Herein, we investigated catalytic potential of a functionalized porous organic polymer bearing sulfonic acid groups (PDVTA-SO3H) to the etherification of 5-hydroxymethylfurfural (HMF) to 5-ethoxymethylfurfural (EMF) under solvent-free conditions. The PDVTA-SO3H material was synthesized via post-synthetic sulfonation of the porous co-polymer poly-divinylbenzene-co-triallylamine by chlorosulfonic acid. The physicochemical properties of the PDVTA-SO3H were characterized by FT-IR, SEM, TG-DTG, and N-2 adsorption isotherm techniques.
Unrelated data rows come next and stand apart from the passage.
//! Domain error types.

/// Top-level error type for dualmom.
///
/// An undefined signal or an undefined monthly return is not an error: those
/// are carried as `None` through the signal and return series.
#[derive(Debug, thiserror::Error)]
pub enum DualmomError {
    #[error("config parse error in {file}: {reason}")]
    ConfigParse { file: String, reason: String },

    #[error("missing config key [{section}] {key}")]
    ConfigMissing { section: String, key: String },

    #[error("invalid config value [{section}] {key}: {reason}")]
    ConfigInvalid {
        section: String,
        key: String,
        reason: String,
    },

    #[error("no price data for {symbol} between {start} and {end}")]
    DataUnavailable {
        symbol: String,
        start: String,
        end: String,
    },

    #[error("price source error: {reason}")]
    PriceSource { reason: String },

    #[error("insufficient history: {months} defined monthly returns, need at least 2")]
    InsufficientHistory { months: usize },

    #[error("{metric} is not a finite number")]
    NonFiniteMetric { metric: String },

    #[error("holdings do not match the tradable universe: {}", symbols.join(", "))]
    ReconciliationMismatch { symbols: Vec<String> },

    #[error("target {symbol} is not part of the tradable universe")]
    InvalidTarget { symbol: String },

    #[error("capital error: {reason}")]
    Capital { reason: String },

    #[error("broker error: {reason}")]
    Broker { reason: String },

    #[error("report error: {reason}")]
    Report { reason: String },

    #[error(transparent)]
    Io(#[from] std::io::Error),
}

impl DualmomError {
    pub(crate) fn config_invalid(section: &str, key: &str, reason: impl Into<String>) -> Self {
        DualmomError::ConfigInvalid {
            section: section.to_string(),
            key: key.to_string(),
            reason: reason.into(),
        }
    }
}

impl From<&DualmomError> for std::process::ExitCode {
    fn from(err: &DualmomError) -> Self {
        let code: u8 = match err {
            DualmomError::Io(_) | DualmomError::Report { .. } => 1,
            DualmomError::ConfigParse { .. }
            | DualmomError::ConfigMissing { .. }
            | DualmomError::ConfigInvalid { .. } => 2,
            DualmomError::PriceSource { .. } | DualmomError::Broker { .. } => 3,
            DualmomError::DataUnavailable { .. }
            | DualmomError::InsufficientHistory { .. }
            | DualmomError::NonFiniteMetric { .. } => 5,
            DualmomError::ReconciliationMismatch { .. }
            | DualmomError::InvalidTarget { .. }
            | DualmomError::Capital { .. } => 6,
        };
        std::process::ExitCode::from(code)
    }
}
PDVTA-SO3H had high specific surface area (591 m(2) g(-1)) and high density of -SO3H group (2.1 mmol g(-1)). The reaction conditions were optimized via Box-Behnken response surface methodology. Under the optimized conditions, the PDVTA-SO3H catalyst exhibited efficient catalytic activity with 99.8% HMF conversion and 87.5% EMF yield within 30 min at 110 degrees C. The used PDVTA-SO3H catalyst was readily recovered by filtration and remained active in recycle runs.